Section II) Perspectives d'amélioration de
l'oeuvre des organisations internationales non gouvernementales dans la
région du Centre
Les ONG internationales installées dans la
région du Centre jouent un rôle de plus en plus important dans le
processus de développement du Cameroun en général, et de
la région en particulier.

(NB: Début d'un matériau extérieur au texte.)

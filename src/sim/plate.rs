//! Plate descriptors and boundary classification

use serde::{Deserialize, Serialize};

use crate::error::SimError;

/// Direction of travel along the 1-D axis
#[derive(Debug, Clone, Copy, PartialEq, Eq, Serialize, Deserialize, Default)]
pub enum Direction {
    Leftward,
    #[default]
    Rightward,
}

impl Direction {
    /// Velocity sign: Rightward = +1, Leftward = -1
    #[inline]
    pub fn sign(&self) -> f64 {
        match self {
            Direction::Leftward => -1.0,
            Direction::Rightward => 1.0,
        }
    }

    pub fn as_str(&self) -> &'static str {
        match self {
            Direction::Leftward => "Leftward",
            Direction::Rightward => "Rightward",
        }
    }

    pub fn from_str(s: &str) -> Option<Self> {
        match s.to_lowercase().as_str() {
            "left" | "leftward" => Some(Direction::Leftward),
            "right" | "rightward" => Some(Direction::Rightward),
            _ => None,
        }
    }
}

/// How two plates move relative to each other
#[derive(Debug, Clone, Copy, PartialEq, Eq, Serialize, Deserialize, Default)]
pub enum BoundaryType {
    /// Plates moving apart
    #[default]
    Divergent,
    /// Plates colliding
    Convergent,
    /// Plates sliding past each other
    Transform,
}

impl BoundaryType {
    pub fn as_str(&self) -> &'static str {
        match self {
            BoundaryType::Divergent => "Divergent",
            BoundaryType::Convergent => "Convergent",
            BoundaryType::Transform => "Transform",
        }
    }

    pub fn from_str(s: &str) -> Option<Self> {
        match s.to_lowercase().as_str() {
            "divergent" => Some(BoundaryType::Divergent),
            "convergent" => Some(BoundaryType::Convergent),
            "transform" => Some(BoundaryType::Transform),
            _ => None,
        }
    }

    /// Whether the collision jitter applies at this boundary
    pub fn has_collision(&self) -> bool {
        matches!(self, BoundaryType::Convergent)
    }
}

/// A single plate on the 1-D simulation axis
#[derive(Debug, Clone, Copy, PartialEq, Serialize, Deserialize)]
pub struct Plate {
    /// Non-negative speed (arbitrary unit, e.g. cm/year)
    pub speed: f64,
    pub direction: Direction,
    /// Position at frame 0
    pub initial_position: f64,
    /// Spatial extent, only used for the contact threshold
    pub length: f64,
}

impl Plate {
    pub fn new(speed: f64, direction: Direction, initial_position: f64, length: f64) -> Self {
        Self {
            speed,
            direction,
            initial_position,
            length,
        }
    }

    /// Signed velocity (speed * direction sign)
    #[inline]
    pub fn velocity(&self) -> f64 {
        self.speed * self.direction.sign()
    }

    /// Check the plate's fields, naming the first bad one.
    ///
    /// `which` selects the parameter names reported (plate 1 or plate 2).
    pub fn validate(&self, which: PlateIndex) -> Result<(), SimError> {
        let (speed, position, length) = which.parameter_names();
        if !self.speed.is_finite() {
            return Err(SimError::invalid(
                speed,
                format!("must be finite, got {}", self.speed),
            ));
        }
        if self.speed < 0.0 {
            return Err(SimError::invalid(
                speed,
                format!("must be non-negative, got {}", self.speed),
            ));
        }
        if !self.initial_position.is_finite() {
            return Err(SimError::invalid(
                position,
                format!("must be finite, got {}", self.initial_position),
            ));
        }
        if !self.length.is_finite() || self.length <= 0.0 {
            return Err(SimError::invalid(
                length,
                format!("must be positive and finite, got {}", self.length),
            ));
        }
        Ok(())
    }
}

/// Which of the two simulated plates a value belongs to
#[derive(Debug, Clone, Copy, PartialEq, Eq)]
pub enum PlateIndex {
    First,
    Second,
}

impl PlateIndex {
    fn parameter_names(&self) -> (&'static str, &'static str, &'static str) {
        match self {
            PlateIndex::First => ("speed1", "initial_position1", "length1"),
            PlateIndex::Second => ("speed2", "initial_position2", "length2"),
        }
    }
}

#[cfg(test)]
mod tests {
    use super::*;

    #[test]
    fn test_velocity_sign() {
        let right = Plate::new(5.0, Direction::Rightward, 0.0, 2.0);
        let left = Plate::new(5.0, Direction::Leftward, 0.0, 2.0);
        assert_eq!(right.velocity(), 5.0);
        assert_eq!(left.velocity(), -5.0);
        assert_eq!(Plate::new(0.0, Direction::Leftward, 0.0, 2.0).velocity(), 0.0);
    }

    #[test]
    fn test_labels_parse() {
        assert_eq!(Direction::from_str("Left"), Some(Direction::Leftward));
        assert_eq!(Direction::from_str("rightward"), Some(Direction::Rightward));
        assert_eq!(Direction::from_str("up"), None);
        assert_eq!(BoundaryType::from_str("CONVERGENT"), Some(BoundaryType::Convergent));
        assert_eq!(BoundaryType::from_str("subduction"), None);
        for b in [BoundaryType::Divergent, BoundaryType::Convergent, BoundaryType::Transform] {
            assert_eq!(BoundaryType::from_str(b.as_str()), Some(b));
        }
    }

    #[test]
    fn test_only_convergent_collides() {
        assert!(BoundaryType::Convergent.has_collision());
        assert!(!BoundaryType::Divergent.has_collision());
        assert!(!BoundaryType::Transform.has_collision());
    }

    #[test]
    fn test_validate_rejects_bad_speed() {
        let neg = Plate::new(-1.0, Direction::Rightward, 0.0, 2.0);
        let err = neg.validate(PlateIndex::Second).unwrap_err();
        assert_eq!(err.parameter(), "speed2");

        let nan = Plate::new(f64::NAN, Direction::Rightward, 0.0, 2.0);
        assert_eq!(nan.validate(PlateIndex::First).unwrap_err().parameter(), "speed1");

        let inf = Plate::new(f64::INFINITY, Direction::Rightward, 0.0, 2.0);
        assert!(inf.validate(PlateIndex::First).is_err());
    }

    #[test]
    fn test_validate_rejects_bad_length_and_position() {
        let zero_len = Plate::new(1.0, Direction::Rightward, 0.0, 0.0);
        assert_eq!(zero_len.validate(PlateIndex::First).unwrap_err().parameter(), "length1");

        let bad_pos = Plate::new(1.0, Direction::Rightward, f64::NAN, 2.0);
        assert_eq!(
            bad_pos.validate(PlateIndex::First).unwrap_err().parameter(),
            "initial_position1"
        );

        assert!(Plate::new(10.0, Direction::Leftward, -3.0, 1.0)
            .validate(PlateIndex::First)
            .is_ok());
    }
}
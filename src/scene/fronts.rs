//! Weather front curves
//!
//! Warm air follows `sin(x)`, cold air `cos(x)`, over distance 0..10. Warm
//! and cold fronts offset one air mass to show which one is overriding.

use serde::Serialize;

use super::Curve;
use crate::linspace;

/// Samples per air-mass curve
pub const FRONT_SAMPLES: usize = 100;
/// Horizontal distance covered by the chart
pub const FRONT_DISTANCE: f64 = 10.0;

#[derive(Debug, Clone, Copy, PartialEq, Eq, Serialize, Default)]
pub enum FrontKind {
    #[default]
    Warm,
    Cold,
    Stationary,
    Occluded,
}

impl FrontKind {
    pub fn as_str(&self) -> &'static str {
        match self {
            FrontKind::Warm => "Warm front",
            FrontKind::Cold => "Cold front",
            FrontKind::Stationary => "Stationary front",
            FrontKind::Occluded => "Occluded front",
        }
    }

    pub fn from_str(s: &str) -> Option<Self> {
        match s.to_lowercase().as_str() {
            "warm" => Some(FrontKind::Warm),
            "cold" => Some(FrontKind::Cold),
            "stationary" => Some(FrontKind::Stationary),
            "occluded" => Some(FrontKind::Occluded),
            _ => None,
        }
    }
}

#[derive(Debug, Clone, Copy, PartialEq, Eq, Serialize)]
pub enum AirMass {
    Warm,
    Cold,
}

#[derive(Debug, Clone, Copy, PartialEq, Eq, Serialize)]
pub enum LineStyle {
    Solid,
    Dotted,
}

/// One air-mass curve (x = distance, y = altitude)
#[derive(Debug, Clone, PartialEq, Serialize)]
pub struct FrontTrace {
    pub air: AirMass,
    pub style: LineStyle,
    pub curve: Curve,
}

fn trace(air: AirMass, style: LineStyle, xs: &[f64], shift: f64) -> FrontTrace {
    let curve = match air {
        AirMass::Warm => Curve::sample("Warm air", xs, |x| x.sin() + shift),
        AirMass::Cold => Curve::sample("Cold air", xs, |x| x.cos() + shift),
    };
    FrontTrace { air, style, curve }
}

/// Curves for `kind`, in the order they are drawn
pub fn front_traces(kind: FrontKind) -> Vec<FrontTrace> {
    let xs = linspace(0.0, FRONT_DISTANCE, FRONT_SAMPLES);
    match kind {
        FrontKind::Warm => vec![
            trace(AirMass::Warm, LineStyle::Solid, &xs, 0.0),
            trace(AirMass::Cold, LineStyle::Solid, &xs, -1.0),
        ],
        FrontKind::Cold => vec![
            trace(AirMass::Cold, LineStyle::Solid, &xs, 0.0),
            trace(AirMass::Warm, LineStyle::Solid, &xs, 1.0),
        ],
        FrontKind::Stationary | FrontKind::Occluded => vec![
            trace(AirMass::Warm, LineStyle::Dotted, &xs, 0.0),
            trace(AirMass::Cold, LineStyle::Dotted, &xs, 0.0),
        ],
    }
}

#[cfg(test)]
mod tests {
    use super::*;

    fn air(traces: &[FrontTrace], air: AirMass) -> &FrontTrace {
        traces.iter().find(|t| t.air == air).unwrap()
    }

    #[test]
    fn test_warm_front_lowers_cold_air() {
        let traces = front_traces(FrontKind::Warm);
        assert_eq!(traces[0].air, AirMass::Warm);
        let cold = air(&traces, AirMass::Cold);
        assert_eq!(cold.curve.len(), FRONT_SAMPLES);
        assert_eq!(cold.curve.points[0].y, 0.0);
        assert!(cold.curve.points.iter().all(|p| (p.y - (p.x.cos() - 1.0)).abs() < 1e-12));
    }

    #[test]
    fn test_cold_front_raises_warm_air() {
        let traces = front_traces(FrontKind::Cold);
        assert_eq!(traces[0].air, AirMass::Cold);
        let warm = air(&traces, AirMass::Warm);
        assert_eq!(warm.curve.points[0].y, 1.0);
        assert!(traces.iter().all(|t| t.style == LineStyle::Solid));
    }

    #[test]
    fn test_stationary_and_occluded_are_dotted() {
        for kind in [FrontKind::Stationary, FrontKind::Occluded] {
            let traces = front_traces(kind);
            assert_eq!(traces.len(), 2);
            assert!(traces.iter().all(|t| t.style == LineStyle::Dotted));
            let warm = air(&traces, AirMass::Warm);
            assert_eq!(warm.curve.points[99].x, 10.0);
            assert!((warm.curve.points[99].y - 10.0_f64.sin()).abs() < 1e-12);
        }
    }

    #[test]
    fn test_front_labels() {
        assert_eq!(FrontKind::from_str("Occluded"), Some(FrontKind::Occluded));
        assert_eq!(FrontKind::from_str("dry"), None);
        assert_eq!(FrontKind::Cold.as_str(), "Cold front");
    }
}
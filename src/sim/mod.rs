//! Deterministic plate kinematics
//!
//! All simulation logic lives here. This module must be pure and deterministic:
//! - Fixed timestep only
//! - Whole runs produced eagerly, consumers iterate at their own pace
//! - No rendering or platform dependencies

pub mod kinematics;
pub mod plate;
pub mod state;

pub use kinematics::{apply_convergence_effect, contact_distance, generate_positions, simulate};
pub use plate::{BoundaryType, Direction, Plate, PlateIndex};
pub use state::{Simulation, SimulationFrame};
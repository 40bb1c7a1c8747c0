//! Tectonic Demos entry point
//!
//! Runs the plate simulator and prints scene data for an external renderer.

use std::path::PathBuf;
use std::process::ExitCode;
use std::thread;
use std::time::Duration;

use clap::{Parser, Subcommand};

use tectonic_demos::scene::{self, FrontKind};
use tectonic_demos::sim::{BoundaryType, Direction, Simulation};
use tectonic_demos::{SettingsError, SimSettings};

/// Plate boundary, earth layer and weather front demos.
#[derive(Parser)]
#[command(name = "tectonic-demos")]
#[command(author, version, about, long_about = None)]
struct Cli {
    #[command(subcommand)]
    command: Commands,
}

#[derive(Subcommand)]
enum Commands {
    /// Simulate two plates meeting at a boundary.
    Plates {
        /// JSON settings file; flags below override its fields.
        #[arg(short, long)]
        config: Option<PathBuf>,

        /// Write the effective settings to this file.
        #[arg(long)]
        save_config: Option<PathBuf>,

        /// Plate 1 speed (0-10 in the demo).
        #[arg(long)]
        speed1: Option<f64>,

        /// Plate 1 direction (left/right).
        #[arg(long, value_parser = parse_direction)]
        direction1: Option<Direction>,

        /// Plate 2 speed (0-10 in the demo).
        #[arg(long)]
        speed2: Option<f64>,

        /// Plate 2 direction (left/right).
        #[arg(long, value_parser = parse_direction)]
        direction2: Option<Direction>,

        /// Boundary type (divergent/convergent/transform).
        #[arg(short, long, value_parser = parse_boundary)]
        boundary: Option<BoundaryType>,

        /// Number of frames to produce.
        #[arg(short, long)]
        frames: Option<usize>,

        /// Integration step.
        #[arg(long)]
        dt: Option<f64>,

        /// Plate extent used as contact distance.
        #[arg(long)]
        plate_length: Option<f64>,

        /// Delay between printed frames, in milliseconds.
        #[arg(long, default_value = "0")]
        frame_delay_ms: u64,

        /// Print the whole run as JSON.
        #[arg(long)]
        json: bool,
    },

    /// Print a boundary profile chart as JSON.
    Boundary {
        /// Boundary type (divergent/convergent/transform).
        #[arg(value_parser = parse_boundary)]
        kind: BoundaryType,

        /// Transform arrow heading in degrees (0-360).
        #[arg(long, default_value = "45")]
        angle: f64,
    },

    /// Print the earth interior cross-section as JSON.
    Layers,

    /// Print weather front curves as JSON.
    Fronts {
        /// Front type (warm/cold/stationary/occluded).
        #[arg(value_parser = parse_front)]
        kind: FrontKind,
    },
}

fn parse_direction(s: &str) -> Result<Direction, String> {
    Direction::from_str(s).ok_or_else(|| format!("unknown direction '{}' (use left or right)", s))
}

fn parse_boundary(s: &str) -> Result<BoundaryType, String> {
    BoundaryType::from_str(s).ok_or_else(|| {
        format!(
            "unknown boundary '{}' (use divergent, convergent or transform)",
            s
        )
    })
}

fn parse_front(s: &str) -> Result<FrontKind, String> {
    FrontKind::from_str(s).ok_or_else(|| {
        format!(
            "unknown front '{}' (use warm, cold, stationary or occluded)",
            s
        )
    })
}

/// Consume a run at the requested pace
fn print_frames(sim: &Simulation, delay: Duration) {
    println!(
        "# {} boundary, {} frames, dt={}",
        sim.boundary.as_str(),
        sim.len(),
        sim.dt
    );
    if let Some(t) = sim.contact_frame() {
        println!("# plates in contact from frame {}", t);
    }
    println!("{:>6} {:>12} {:>12}", "frame", "plate1", "plate2");
    for frame in sim {
        println!(
            "{:>6} {:>12.4} {:>12.4}",
            frame.time_index, frame.position1, frame.position2
        );
        if !delay.is_zero() {
            thread::sleep(delay);
        }
    }
}

fn print_json<T: serde::Serialize>(value: &T) -> Result<(), SettingsError> {
    println!("{}", serde_json::to_string_pretty(value)?);
    Ok(())
}

fn run(cli: Cli) -> Result<(), SettingsError> {
    match cli.command {
        Commands::Plates {
            config,
            save_config,
            speed1,
            direction1,
            speed2,
            direction2,
            boundary,
            frames,
            dt,
            plate_length,
            frame_delay_ms,
            json,
        } => {
            let mut settings = match config {
                Some(path) => SimSettings::load(&path)?,
                None => SimSettings::default(),
            };
            if let Some(v) = speed1 {
                settings.speed1 = v;
            }
            if let Some(v) = direction1 {
                settings.direction1 = v;
            }
            if let Some(v) = speed2 {
                settings.speed2 = v;
            }
            if let Some(v) = direction2 {
                settings.direction2 = v;
            }
            if let Some(v) = boundary {
                settings.boundary = v;
            }
            if let Some(v) = frames {
                settings.frame_count = v;
            }
            if let Some(v) = dt {
                settings.dt = v;
            }
            if let Some(v) = plate_length {
                settings.plate_length = v;
            }

            if let Some(path) = save_config {
                settings.save(&path)?;
            }

            let sim = settings.simulate()?;
            log::info!(
                "Simulated {} frames ({} boundary)",
                sim.len(),
                sim.boundary.as_str()
            );

            if json {
                print_json(&sim)?;
            } else {
                print_frames(&sim, Duration::from_millis(frame_delay_ms));
            }
        }
        Commands::Boundary { kind, angle } => {
            print_json(&scene::boundary_profile(kind, angle))?;
        }
        Commands::Layers => {
            print_json(&scene::cross_section())?;
        }
        Commands::Fronts { kind } => {
            log::info!("Rendering {}", kind.as_str());
            print_json(&scene::front_traces(kind))?;
        }
    }
    Ok(())
}

fn main() -> ExitCode {
    env_logger::init();
    let cli = Cli::parse();

    match run(cli) {
        Ok(()) => ExitCode::SUCCESS,
        Err(e) => {
            log::error!("{}", e);
            eprintln!("error: {}", e);
            ExitCode::FAILURE
        }
    }
}
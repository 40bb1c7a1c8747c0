//! Plate position integration
//!
//! Positions advance by forward Euler on a constant velocity. Convergent
//! boundaries add an oscillating jitter once the plates are in contact, and
//! the jittered position is what the next step integrates from.

use super::plate::{BoundaryType, Plate, PlateIndex};
use super::state::{Simulation, SimulationFrame};
use crate::consts::{JITTER_AMPLITUDE, JITTER_FREQUENCY};
use crate::error::SimError;

/// Check run parameters before any frame is produced
fn validate_run(plate1: &Plate, plate2: &Plate, frame_count: usize, dt: f64) -> Result<(), SimError> {
    if frame_count < 1 {
        return Err(SimError::invalid("frame_count", "must be at least 1, got 0"));
    }
    if !dt.is_finite() || dt <= 0.0 {
        return Err(SimError::invalid(
            "dt",
            format!("must be positive and finite, got {}", dt),
        ));
    }
    plate1.validate(PlateIndex::First)?;
    plate2.validate(PlateIndex::Second)?;
    Ok(())
}

/// Contact threshold for a pair of plates (mean extent)
#[inline]
pub fn contact_distance(plate1: &Plate, plate2: &Plate) -> f64 {
    (plate1.length + plate2.length) / 2.0
}

/// Integrate both plates independently for `frame_count` frames.
///
/// Frame 0 holds the initial positions exactly. No boundary effect is
/// applied here; see [`simulate`] for that.
pub fn generate_positions(
    plate1: &Plate,
    plate2: &Plate,
    frame_count: usize,
    dt: f64,
) -> Result<Vec<SimulationFrame>, SimError> {
    validate_run(plate1, plate2, frame_count, dt)?;

    let step1 = plate1.velocity() * dt;
    let step2 = plate2.velocity() * dt;

    let mut p1 = plate1.initial_position;
    let mut p2 = plate2.initial_position;
    let mut frames = Vec::with_capacity(frame_count);
    frames.push(SimulationFrame::new(0, p1, p2));

    for t in 1..frame_count {
        p1 += step1;
        p2 += step2;
        frames.push(SimulationFrame::new(t, p1, p2));
    }

    Ok(frames)
}

/// Collision jitter for a single frame.
///
/// Within `plate_length` of each other the plates are pushed by
/// `0.1 * sin(frame_index * 10)` in opposite directions; otherwise the
/// positions come back unchanged.
pub fn apply_convergence_effect(
    frame_index: usize,
    position1: f64,
    position2: f64,
    plate_length: f64,
) -> (f64, f64) {
    if (position2 - position1).abs() < plate_length {
        let offset = JITTER_AMPLITUDE * (frame_index as f64 * JITTER_FREQUENCY).sin();
        (position1 + offset, position2 - offset)
    } else {
        (position1, position2)
    }
}

/// Run a full simulation for the given boundary type.
///
/// Divergent and transform boundaries produce exactly the frames of
/// [`generate_positions`]. Convergent boundaries interleave integration and
/// jitter, so an adjusted frame feeds every later frame.
pub fn simulate(
    plate1: &Plate,
    plate2: &Plate,
    boundary: BoundaryType,
    frame_count: usize,
    dt: f64,
) -> Result<Simulation, SimError> {
    validate_run(plate1, plate2, frame_count, dt)?;

    let step1 = plate1.velocity() * dt;
    let step2 = plate2.velocity() * dt;
    let contact = contact_distance(plate1, plate2);

    let mut p1 = plate1.initial_position;
    let mut p2 = plate2.initial_position;
    let mut contact_frame = None;
    let mut frames = Vec::with_capacity(frame_count);

    for t in 0..frame_count {
        if t > 0 {
            p1 += step1;
            p2 += step2;
        }

        if contact_frame.is_none() && (p2 - p1).abs() < contact {
            log::debug!(
                "{} plates in contact at frame {} (separation {:.3})",
                boundary.as_str(),
                t,
                (p2 - p1).abs()
            );
            contact_frame = Some(t);
        }

        if boundary.has_collision() {
            (p1, p2) = apply_convergence_effect(t, p1, p2, contact);
        }

        frames.push(SimulationFrame::new(t, p1, p2));
    }

    log::debug!(
        "Simulated {} frames ({} boundary, dt={})",
        frames.len(),
        boundary.as_str(),
        dt
    );

    Ok(Simulation::new(boundary, dt, frames, contact_frame))
}
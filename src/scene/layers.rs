//! Earth interior cross-section
//!
//! Four concentric discs in arbitrary units, centered at the origin.

use glam::DVec2;
use serde::Serialize;

/// Interior layers, innermost first
#[derive(Debug, Clone, Copy, PartialEq, Eq, Serialize)]
pub enum LayerKind {
    InnerCore,
    OuterCore,
    Mantle,
    Crust,
}

impl LayerKind {
    pub fn as_str(&self) -> &'static str {
        match self {
            LayerKind::InnerCore => "Inner core",
            LayerKind::OuterCore => "Outer core",
            LayerKind::Mantle => "Mantle",
            LayerKind::Crust => "Crust",
        }
    }

    /// Outer radius of the layer
    pub fn radius(&self) -> f64 {
        match self {
            LayerKind::InnerCore => 1.0,
            LayerKind::OuterCore => 2.0,
            LayerKind::Mantle => 3.5,
            LayerKind::Crust => 4.0,
        }
    }
}

const LAYERS: [LayerKind; 4] = [
    LayerKind::InnerCore,
    LayerKind::OuterCore,
    LayerKind::Mantle,
    LayerKind::Crust,
];

/// One disc of the cross-section
#[derive(Debug, Clone, Copy, PartialEq, Serialize)]
pub struct EarthLayer {
    pub kind: LayerKind,
    pub name: &'static str,
    pub inner_radius: f64,
    pub radius: f64,
}

impl EarthLayer {
    fn new(kind: LayerKind, inner_radius: f64) -> Self {
        Self {
            kind,
            name: kind.as_str(),
            inner_radius,
            radius: kind.radius(),
        }
    }

    pub fn thickness(&self) -> f64 {
        self.radius - self.inner_radius
    }

    /// Points around the layer's outer edge
    pub fn outline(&self, num_points: usize) -> Vec<DVec2> {
        (0..num_points)
            .map(|i| {
                let theta = std::f64::consts::TAU * i as f64 / num_points as f64;
                DVec2::from_angle(theta) * self.radius
            })
            .collect()
    }
}

/// Layers in draw order: outermost first, so inner discs paint over outer ones
pub fn cross_section() -> Vec<EarthLayer> {
    let mut inner = 0.0;
    let mut layers: Vec<EarthLayer> = LAYERS
        .iter()
        .map(|&kind| {
            let layer = EarthLayer::new(kind, inner);
            inner = kind.radius();
            layer
        })
        .collect();
    layers.reverse();
    layers
}

/// Layer containing a point at distance `r` from the center
pub fn layer_at(r: f64) -> Option<LayerKind> {
    if !(0.0..=LayerKind::Crust.radius()).contains(&r) {
        return None;
    }
    LAYERS.iter().copied().find(|kind| r <= kind.radius())
}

L'évolution et les mutations que
connaissent ces organisations induisent une multitude de comportements et de
pratiques des différents acteurs impliqués dans leur
fonctionnement et dans la mise en oeuvre de leurs activités. L'oeuvre
des OING principalement sous forme de projets passe par un processus qui met en
jeu divers acteurs internes (personnel de l'organisation) et externes (Etat,
bénéficiaires, prestataires). Le comportement de chacun de ces
acteurs peut influer sur les résultats du projet.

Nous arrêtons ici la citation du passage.